■ **Action item**
Tell how many lines in the records contain the word "error"; the number alone is the answer.

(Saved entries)

%%

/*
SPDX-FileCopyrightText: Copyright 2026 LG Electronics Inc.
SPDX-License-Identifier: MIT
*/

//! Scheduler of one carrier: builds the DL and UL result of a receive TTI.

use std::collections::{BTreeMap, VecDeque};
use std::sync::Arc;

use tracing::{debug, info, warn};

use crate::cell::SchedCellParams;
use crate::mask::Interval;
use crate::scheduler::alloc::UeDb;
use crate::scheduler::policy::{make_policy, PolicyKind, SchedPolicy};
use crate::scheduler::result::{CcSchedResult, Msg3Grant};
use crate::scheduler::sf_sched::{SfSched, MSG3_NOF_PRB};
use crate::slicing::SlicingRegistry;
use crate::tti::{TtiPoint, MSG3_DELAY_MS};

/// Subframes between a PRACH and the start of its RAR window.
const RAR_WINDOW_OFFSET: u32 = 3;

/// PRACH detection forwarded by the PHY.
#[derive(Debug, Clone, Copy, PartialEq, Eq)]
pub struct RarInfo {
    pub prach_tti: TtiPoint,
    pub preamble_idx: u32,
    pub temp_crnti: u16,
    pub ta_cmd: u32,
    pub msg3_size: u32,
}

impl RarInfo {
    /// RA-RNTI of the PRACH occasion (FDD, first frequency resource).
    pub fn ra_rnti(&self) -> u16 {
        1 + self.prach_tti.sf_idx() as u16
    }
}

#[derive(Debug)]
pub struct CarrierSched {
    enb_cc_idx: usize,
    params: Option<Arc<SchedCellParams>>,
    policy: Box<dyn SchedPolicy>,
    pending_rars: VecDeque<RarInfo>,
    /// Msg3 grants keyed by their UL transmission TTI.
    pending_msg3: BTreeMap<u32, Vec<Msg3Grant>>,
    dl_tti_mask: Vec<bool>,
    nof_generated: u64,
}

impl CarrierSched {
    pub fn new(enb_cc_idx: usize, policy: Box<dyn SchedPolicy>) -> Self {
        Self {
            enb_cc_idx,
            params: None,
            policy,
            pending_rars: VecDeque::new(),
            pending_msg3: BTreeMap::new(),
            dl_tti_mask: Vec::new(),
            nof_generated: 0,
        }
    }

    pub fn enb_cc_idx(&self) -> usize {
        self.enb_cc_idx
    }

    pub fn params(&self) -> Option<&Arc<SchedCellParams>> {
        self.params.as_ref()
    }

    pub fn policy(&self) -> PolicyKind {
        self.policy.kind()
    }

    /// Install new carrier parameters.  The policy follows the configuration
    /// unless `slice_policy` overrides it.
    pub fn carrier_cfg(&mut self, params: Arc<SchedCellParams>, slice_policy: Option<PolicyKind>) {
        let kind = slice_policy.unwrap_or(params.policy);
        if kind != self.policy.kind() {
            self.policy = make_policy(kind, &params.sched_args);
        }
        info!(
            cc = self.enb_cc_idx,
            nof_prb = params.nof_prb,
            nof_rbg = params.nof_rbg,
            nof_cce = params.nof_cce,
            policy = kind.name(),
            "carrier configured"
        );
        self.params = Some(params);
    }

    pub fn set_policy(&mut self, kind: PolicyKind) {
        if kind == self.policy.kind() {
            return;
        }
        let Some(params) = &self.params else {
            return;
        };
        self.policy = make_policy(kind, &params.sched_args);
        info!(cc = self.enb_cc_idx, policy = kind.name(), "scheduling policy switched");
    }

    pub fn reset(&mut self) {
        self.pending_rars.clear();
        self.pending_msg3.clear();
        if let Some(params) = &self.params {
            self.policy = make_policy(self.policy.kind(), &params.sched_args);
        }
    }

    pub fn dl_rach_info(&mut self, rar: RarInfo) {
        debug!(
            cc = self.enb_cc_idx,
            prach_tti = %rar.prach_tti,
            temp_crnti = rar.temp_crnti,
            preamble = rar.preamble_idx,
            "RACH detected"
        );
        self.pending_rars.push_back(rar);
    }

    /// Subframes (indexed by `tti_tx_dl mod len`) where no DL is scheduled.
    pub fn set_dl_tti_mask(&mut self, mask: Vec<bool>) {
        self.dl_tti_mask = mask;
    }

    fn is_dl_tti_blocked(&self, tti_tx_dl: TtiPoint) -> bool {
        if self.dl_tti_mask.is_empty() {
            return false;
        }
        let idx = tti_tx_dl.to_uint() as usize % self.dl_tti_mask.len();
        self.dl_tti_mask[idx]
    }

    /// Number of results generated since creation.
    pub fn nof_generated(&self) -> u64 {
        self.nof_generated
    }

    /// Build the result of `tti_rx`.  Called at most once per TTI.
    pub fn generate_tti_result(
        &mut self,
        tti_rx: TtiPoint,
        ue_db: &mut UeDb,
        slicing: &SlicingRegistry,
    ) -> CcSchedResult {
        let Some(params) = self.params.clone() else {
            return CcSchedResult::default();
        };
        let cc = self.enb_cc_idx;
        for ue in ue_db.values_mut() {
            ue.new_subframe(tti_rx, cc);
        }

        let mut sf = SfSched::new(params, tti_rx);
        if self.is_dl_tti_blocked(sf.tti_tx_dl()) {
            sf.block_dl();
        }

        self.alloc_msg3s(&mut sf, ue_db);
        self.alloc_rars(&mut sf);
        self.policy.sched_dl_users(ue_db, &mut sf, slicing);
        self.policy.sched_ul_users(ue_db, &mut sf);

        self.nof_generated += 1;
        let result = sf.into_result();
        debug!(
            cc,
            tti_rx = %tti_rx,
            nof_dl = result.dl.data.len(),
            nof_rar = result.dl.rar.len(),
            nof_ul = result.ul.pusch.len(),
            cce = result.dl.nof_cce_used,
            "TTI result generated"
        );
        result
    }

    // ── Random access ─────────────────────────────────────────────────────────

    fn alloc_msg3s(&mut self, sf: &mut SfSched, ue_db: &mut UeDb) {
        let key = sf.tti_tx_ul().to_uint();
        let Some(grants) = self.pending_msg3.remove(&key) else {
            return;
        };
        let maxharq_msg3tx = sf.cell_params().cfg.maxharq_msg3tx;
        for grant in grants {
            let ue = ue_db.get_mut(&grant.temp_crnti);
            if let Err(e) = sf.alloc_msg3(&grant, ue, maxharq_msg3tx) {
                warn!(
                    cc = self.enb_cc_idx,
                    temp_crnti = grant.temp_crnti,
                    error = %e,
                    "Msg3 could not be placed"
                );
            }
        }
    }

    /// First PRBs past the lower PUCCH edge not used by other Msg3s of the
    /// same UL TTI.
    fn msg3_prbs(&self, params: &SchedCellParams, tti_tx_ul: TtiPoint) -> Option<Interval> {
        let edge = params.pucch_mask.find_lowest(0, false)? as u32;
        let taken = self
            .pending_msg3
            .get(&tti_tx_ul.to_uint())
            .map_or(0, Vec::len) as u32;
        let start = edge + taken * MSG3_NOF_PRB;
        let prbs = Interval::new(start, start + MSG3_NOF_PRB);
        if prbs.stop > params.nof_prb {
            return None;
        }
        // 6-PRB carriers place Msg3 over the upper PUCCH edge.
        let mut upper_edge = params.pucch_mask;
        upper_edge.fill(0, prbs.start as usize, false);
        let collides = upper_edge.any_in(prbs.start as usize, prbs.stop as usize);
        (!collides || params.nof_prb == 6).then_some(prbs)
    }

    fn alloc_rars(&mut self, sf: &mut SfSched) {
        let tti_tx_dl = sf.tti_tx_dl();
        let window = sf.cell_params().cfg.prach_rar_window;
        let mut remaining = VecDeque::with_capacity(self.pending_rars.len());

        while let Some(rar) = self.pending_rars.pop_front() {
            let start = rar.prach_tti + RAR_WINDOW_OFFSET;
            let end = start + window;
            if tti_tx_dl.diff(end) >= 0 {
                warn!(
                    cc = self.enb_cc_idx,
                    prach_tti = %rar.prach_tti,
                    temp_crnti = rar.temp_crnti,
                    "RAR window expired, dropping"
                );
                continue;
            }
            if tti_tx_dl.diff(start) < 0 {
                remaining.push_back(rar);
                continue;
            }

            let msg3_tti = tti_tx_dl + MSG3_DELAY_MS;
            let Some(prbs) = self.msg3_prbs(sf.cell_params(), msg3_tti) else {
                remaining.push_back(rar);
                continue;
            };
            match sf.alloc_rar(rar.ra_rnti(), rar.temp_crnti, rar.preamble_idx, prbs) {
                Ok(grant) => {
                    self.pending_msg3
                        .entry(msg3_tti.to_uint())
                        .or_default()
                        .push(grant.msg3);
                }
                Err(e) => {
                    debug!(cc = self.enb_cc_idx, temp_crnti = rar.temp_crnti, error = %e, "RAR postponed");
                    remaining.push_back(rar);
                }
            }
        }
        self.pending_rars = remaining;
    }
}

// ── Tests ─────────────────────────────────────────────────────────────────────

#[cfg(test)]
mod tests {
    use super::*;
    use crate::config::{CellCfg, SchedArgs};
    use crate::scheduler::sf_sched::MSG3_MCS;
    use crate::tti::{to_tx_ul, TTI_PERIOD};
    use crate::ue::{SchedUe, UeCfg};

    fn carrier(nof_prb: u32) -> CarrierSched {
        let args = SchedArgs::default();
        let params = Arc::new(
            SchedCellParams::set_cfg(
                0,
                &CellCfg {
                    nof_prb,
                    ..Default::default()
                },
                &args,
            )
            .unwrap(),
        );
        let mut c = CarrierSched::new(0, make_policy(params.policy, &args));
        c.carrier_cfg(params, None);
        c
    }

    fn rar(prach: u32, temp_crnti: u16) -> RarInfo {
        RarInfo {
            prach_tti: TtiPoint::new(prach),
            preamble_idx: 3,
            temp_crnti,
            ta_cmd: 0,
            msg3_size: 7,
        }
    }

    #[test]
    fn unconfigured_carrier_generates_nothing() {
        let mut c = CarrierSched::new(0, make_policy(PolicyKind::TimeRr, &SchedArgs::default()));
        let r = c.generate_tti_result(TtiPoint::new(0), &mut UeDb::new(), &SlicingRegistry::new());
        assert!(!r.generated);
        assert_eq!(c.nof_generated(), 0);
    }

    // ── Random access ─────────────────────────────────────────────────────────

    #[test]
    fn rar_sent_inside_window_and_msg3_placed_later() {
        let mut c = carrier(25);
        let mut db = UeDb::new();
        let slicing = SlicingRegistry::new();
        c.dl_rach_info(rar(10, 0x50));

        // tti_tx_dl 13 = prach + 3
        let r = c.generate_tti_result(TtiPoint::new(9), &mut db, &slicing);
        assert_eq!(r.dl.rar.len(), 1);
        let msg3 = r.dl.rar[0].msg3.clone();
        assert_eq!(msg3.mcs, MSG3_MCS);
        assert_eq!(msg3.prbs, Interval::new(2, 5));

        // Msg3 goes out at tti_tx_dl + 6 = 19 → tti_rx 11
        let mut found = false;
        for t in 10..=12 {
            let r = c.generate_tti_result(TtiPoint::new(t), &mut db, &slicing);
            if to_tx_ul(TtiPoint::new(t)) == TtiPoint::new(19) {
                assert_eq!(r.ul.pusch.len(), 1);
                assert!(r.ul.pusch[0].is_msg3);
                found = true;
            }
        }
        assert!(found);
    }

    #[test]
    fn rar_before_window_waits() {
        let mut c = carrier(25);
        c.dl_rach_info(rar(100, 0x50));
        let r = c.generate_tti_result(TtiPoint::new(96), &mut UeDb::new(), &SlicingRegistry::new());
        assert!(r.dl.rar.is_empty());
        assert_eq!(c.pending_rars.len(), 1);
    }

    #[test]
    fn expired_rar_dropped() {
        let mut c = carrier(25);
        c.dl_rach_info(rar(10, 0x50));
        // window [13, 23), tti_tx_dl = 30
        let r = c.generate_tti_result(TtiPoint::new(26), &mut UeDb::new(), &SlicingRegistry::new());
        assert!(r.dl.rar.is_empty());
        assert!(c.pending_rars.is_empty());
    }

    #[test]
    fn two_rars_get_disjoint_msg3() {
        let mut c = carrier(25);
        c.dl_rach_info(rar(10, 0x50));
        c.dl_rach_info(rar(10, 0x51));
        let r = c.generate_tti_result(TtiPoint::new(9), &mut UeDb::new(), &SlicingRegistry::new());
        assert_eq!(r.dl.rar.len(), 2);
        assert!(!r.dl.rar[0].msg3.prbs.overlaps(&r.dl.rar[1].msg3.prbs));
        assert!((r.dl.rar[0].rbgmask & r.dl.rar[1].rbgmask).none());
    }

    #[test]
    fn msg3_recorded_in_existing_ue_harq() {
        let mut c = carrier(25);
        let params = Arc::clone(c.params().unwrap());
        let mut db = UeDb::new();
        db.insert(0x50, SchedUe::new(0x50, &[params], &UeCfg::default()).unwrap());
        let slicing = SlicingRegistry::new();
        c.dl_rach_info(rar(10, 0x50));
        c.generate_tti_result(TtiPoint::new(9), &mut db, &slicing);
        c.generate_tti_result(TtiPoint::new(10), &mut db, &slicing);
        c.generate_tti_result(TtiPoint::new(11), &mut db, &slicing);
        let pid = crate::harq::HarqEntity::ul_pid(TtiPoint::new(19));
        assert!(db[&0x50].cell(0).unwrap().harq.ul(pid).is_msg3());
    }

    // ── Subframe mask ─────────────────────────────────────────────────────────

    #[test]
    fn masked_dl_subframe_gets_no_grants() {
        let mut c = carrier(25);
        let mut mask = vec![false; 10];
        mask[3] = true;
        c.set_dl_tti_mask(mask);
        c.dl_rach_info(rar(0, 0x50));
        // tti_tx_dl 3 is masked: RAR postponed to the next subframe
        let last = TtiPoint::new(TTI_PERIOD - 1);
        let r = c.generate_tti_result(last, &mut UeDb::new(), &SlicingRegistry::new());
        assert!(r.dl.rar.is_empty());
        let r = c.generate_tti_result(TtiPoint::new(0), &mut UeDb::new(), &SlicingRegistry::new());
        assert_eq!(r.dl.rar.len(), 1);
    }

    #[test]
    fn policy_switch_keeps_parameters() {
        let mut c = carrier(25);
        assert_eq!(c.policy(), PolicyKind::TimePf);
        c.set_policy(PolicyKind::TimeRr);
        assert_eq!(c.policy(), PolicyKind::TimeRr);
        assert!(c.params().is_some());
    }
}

%%
%%

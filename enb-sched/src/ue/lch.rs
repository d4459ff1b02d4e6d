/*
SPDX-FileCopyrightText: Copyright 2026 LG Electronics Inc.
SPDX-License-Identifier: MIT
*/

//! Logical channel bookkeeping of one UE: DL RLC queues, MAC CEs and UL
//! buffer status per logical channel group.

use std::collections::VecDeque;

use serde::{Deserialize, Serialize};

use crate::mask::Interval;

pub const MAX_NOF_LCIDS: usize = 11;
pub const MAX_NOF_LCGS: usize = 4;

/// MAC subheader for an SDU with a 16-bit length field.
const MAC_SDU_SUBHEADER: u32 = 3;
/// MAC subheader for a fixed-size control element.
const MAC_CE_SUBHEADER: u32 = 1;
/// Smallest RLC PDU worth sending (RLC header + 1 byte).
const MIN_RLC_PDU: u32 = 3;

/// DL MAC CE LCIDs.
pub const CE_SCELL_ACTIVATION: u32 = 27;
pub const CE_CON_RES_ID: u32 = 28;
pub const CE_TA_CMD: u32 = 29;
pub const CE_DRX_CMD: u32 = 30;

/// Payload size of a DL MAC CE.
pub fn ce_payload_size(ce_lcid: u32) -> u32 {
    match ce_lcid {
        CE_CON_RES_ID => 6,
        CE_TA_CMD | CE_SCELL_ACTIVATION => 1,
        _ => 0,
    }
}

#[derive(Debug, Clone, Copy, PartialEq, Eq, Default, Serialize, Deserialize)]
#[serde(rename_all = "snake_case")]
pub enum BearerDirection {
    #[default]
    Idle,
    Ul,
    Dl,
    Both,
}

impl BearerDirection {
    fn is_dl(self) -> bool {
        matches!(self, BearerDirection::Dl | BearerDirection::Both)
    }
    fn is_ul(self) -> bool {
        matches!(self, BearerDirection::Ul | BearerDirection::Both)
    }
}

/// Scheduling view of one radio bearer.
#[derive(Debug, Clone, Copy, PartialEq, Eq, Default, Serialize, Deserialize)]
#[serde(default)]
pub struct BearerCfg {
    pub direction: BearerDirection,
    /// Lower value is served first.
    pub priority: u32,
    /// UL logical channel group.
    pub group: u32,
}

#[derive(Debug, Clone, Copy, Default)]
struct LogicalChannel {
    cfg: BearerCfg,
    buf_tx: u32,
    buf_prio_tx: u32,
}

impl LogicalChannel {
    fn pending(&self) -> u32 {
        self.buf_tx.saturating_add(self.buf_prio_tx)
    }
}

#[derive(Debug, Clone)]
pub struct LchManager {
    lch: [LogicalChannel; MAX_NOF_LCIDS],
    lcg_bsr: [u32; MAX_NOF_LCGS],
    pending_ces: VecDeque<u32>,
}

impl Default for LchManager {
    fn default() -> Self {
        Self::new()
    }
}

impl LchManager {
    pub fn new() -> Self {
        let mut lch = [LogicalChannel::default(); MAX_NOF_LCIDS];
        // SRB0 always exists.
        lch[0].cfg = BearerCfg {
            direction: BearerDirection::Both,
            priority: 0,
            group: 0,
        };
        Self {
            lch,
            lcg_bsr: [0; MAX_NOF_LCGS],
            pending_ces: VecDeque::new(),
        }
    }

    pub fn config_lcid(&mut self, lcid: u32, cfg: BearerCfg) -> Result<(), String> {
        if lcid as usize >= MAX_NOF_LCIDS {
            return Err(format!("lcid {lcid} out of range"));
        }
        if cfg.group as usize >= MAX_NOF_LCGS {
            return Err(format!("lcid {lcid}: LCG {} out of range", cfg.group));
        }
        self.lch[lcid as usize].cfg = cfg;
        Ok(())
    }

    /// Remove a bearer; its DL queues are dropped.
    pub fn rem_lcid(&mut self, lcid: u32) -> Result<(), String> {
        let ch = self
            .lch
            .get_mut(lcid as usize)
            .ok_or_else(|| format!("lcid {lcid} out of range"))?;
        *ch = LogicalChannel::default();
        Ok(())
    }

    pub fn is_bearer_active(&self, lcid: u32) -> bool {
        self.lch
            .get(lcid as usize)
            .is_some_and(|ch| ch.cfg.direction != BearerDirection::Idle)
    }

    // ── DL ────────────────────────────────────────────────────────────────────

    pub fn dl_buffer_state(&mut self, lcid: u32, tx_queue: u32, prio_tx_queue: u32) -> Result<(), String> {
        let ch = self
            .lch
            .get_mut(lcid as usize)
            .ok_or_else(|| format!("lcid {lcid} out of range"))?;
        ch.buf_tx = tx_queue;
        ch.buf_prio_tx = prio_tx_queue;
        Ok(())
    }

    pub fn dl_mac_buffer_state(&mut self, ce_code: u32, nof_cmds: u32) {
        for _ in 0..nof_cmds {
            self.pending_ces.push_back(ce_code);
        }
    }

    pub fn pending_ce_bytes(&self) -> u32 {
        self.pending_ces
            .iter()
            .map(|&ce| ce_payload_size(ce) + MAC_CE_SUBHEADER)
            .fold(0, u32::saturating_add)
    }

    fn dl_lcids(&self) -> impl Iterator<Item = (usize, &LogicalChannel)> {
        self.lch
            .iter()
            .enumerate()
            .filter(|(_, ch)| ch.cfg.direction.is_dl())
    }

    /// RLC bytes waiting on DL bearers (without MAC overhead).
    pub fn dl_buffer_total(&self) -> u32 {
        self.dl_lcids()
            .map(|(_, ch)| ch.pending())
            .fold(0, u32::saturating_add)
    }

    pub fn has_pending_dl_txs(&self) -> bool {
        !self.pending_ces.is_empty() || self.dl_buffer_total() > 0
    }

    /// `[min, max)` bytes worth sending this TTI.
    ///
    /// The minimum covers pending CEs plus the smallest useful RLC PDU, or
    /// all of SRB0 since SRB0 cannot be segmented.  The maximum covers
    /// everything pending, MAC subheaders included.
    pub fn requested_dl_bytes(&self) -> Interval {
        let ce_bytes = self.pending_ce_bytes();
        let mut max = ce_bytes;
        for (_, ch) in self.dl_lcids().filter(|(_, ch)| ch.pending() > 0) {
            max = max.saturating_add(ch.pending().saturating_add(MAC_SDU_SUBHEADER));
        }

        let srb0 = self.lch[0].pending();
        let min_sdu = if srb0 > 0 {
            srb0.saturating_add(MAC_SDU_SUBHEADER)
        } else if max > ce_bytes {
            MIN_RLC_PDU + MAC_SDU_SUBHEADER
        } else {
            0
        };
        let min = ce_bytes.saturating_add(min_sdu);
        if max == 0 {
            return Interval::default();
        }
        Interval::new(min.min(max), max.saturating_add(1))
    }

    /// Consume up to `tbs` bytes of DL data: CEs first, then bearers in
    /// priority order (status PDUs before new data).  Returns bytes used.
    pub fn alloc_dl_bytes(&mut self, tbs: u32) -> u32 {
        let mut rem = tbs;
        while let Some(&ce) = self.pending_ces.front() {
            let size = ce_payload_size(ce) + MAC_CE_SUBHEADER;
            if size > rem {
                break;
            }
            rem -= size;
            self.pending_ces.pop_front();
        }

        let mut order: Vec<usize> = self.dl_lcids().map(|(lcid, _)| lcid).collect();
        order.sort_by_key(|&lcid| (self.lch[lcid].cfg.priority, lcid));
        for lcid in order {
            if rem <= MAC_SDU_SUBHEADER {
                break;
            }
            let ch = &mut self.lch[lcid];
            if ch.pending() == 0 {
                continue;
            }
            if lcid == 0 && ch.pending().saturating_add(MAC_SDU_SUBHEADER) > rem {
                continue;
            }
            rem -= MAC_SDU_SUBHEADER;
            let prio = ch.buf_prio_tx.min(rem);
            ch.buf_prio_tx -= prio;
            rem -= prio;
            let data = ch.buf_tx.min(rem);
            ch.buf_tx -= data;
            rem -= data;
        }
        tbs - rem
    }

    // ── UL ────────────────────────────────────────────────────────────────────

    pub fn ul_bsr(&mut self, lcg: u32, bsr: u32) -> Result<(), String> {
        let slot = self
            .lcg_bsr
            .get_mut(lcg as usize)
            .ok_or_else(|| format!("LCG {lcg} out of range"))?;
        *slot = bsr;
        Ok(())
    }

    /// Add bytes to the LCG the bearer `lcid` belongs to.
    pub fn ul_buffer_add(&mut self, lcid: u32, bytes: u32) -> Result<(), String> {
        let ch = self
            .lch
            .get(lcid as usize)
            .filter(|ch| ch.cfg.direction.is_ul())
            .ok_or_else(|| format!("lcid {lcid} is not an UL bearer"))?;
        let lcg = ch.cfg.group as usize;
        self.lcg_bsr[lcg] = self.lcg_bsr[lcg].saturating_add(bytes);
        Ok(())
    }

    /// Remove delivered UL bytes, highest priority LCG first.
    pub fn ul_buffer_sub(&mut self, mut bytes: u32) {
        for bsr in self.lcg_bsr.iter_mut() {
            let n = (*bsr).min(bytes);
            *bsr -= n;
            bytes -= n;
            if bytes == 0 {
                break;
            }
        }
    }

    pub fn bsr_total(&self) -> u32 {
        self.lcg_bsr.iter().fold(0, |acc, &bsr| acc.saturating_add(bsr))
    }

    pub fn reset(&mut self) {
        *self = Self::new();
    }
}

%%
%%

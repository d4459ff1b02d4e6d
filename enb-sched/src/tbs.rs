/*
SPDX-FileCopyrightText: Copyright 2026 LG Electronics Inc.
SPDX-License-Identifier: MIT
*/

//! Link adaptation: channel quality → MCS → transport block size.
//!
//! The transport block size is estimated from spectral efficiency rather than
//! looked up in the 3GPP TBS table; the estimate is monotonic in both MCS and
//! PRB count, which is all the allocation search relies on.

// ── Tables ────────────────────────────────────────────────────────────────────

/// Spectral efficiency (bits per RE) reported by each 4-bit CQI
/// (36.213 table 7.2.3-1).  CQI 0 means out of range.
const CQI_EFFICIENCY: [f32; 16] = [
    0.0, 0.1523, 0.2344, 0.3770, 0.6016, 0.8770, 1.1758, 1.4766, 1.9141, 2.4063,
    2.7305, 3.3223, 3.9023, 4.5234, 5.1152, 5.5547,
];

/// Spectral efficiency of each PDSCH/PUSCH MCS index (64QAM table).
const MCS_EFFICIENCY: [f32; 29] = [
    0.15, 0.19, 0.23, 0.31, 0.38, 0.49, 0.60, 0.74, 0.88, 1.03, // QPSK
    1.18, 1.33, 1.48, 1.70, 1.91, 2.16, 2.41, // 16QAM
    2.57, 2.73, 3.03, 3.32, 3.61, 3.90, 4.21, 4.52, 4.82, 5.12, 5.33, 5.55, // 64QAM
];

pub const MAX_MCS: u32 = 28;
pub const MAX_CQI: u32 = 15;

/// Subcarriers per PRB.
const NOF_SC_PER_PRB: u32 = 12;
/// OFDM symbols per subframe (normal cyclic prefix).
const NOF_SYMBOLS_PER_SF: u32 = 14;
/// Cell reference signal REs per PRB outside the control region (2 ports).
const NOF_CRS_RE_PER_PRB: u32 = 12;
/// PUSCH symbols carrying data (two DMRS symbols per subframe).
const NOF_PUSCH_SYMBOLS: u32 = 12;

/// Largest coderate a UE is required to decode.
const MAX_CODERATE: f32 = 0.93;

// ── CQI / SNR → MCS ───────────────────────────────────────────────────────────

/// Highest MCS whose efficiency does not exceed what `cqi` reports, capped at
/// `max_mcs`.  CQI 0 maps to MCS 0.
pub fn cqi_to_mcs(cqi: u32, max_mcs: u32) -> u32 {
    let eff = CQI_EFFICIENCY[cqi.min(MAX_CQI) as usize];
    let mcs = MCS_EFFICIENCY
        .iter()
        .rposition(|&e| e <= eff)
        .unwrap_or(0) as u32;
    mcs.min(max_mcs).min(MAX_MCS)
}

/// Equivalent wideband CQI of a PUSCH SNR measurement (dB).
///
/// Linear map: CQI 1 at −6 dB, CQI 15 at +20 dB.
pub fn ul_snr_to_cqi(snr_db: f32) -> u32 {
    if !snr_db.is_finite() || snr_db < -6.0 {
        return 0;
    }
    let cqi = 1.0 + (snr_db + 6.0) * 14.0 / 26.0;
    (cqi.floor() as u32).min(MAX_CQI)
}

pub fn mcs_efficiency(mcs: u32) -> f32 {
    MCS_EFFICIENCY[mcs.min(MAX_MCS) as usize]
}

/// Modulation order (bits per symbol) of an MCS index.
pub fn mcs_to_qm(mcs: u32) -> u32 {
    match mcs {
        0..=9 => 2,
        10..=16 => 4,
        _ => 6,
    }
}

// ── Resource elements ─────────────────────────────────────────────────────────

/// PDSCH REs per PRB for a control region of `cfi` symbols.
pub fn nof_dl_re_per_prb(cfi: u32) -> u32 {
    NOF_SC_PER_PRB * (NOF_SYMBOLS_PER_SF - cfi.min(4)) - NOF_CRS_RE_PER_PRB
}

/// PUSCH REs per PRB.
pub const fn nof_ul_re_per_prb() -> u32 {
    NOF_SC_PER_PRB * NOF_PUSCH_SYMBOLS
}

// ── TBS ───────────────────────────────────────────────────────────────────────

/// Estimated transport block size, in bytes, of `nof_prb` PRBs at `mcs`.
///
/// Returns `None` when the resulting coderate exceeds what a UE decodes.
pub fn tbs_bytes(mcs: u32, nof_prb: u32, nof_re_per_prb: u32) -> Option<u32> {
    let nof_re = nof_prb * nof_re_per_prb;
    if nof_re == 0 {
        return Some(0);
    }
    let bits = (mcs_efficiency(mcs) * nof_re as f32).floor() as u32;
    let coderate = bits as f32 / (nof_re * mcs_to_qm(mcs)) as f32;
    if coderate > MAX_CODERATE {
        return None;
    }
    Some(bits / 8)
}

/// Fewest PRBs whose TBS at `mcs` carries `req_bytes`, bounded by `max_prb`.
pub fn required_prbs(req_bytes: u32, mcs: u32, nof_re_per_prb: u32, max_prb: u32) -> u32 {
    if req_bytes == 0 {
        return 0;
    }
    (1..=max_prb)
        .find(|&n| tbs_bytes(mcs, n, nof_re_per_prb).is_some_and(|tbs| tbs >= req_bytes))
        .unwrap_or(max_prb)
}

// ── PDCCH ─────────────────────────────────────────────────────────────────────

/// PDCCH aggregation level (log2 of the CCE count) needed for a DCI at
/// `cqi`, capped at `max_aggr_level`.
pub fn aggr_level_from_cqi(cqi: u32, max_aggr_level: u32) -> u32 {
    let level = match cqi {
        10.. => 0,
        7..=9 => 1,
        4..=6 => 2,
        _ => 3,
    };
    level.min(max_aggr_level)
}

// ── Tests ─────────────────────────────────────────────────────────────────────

%%

■ **Problem solution**
2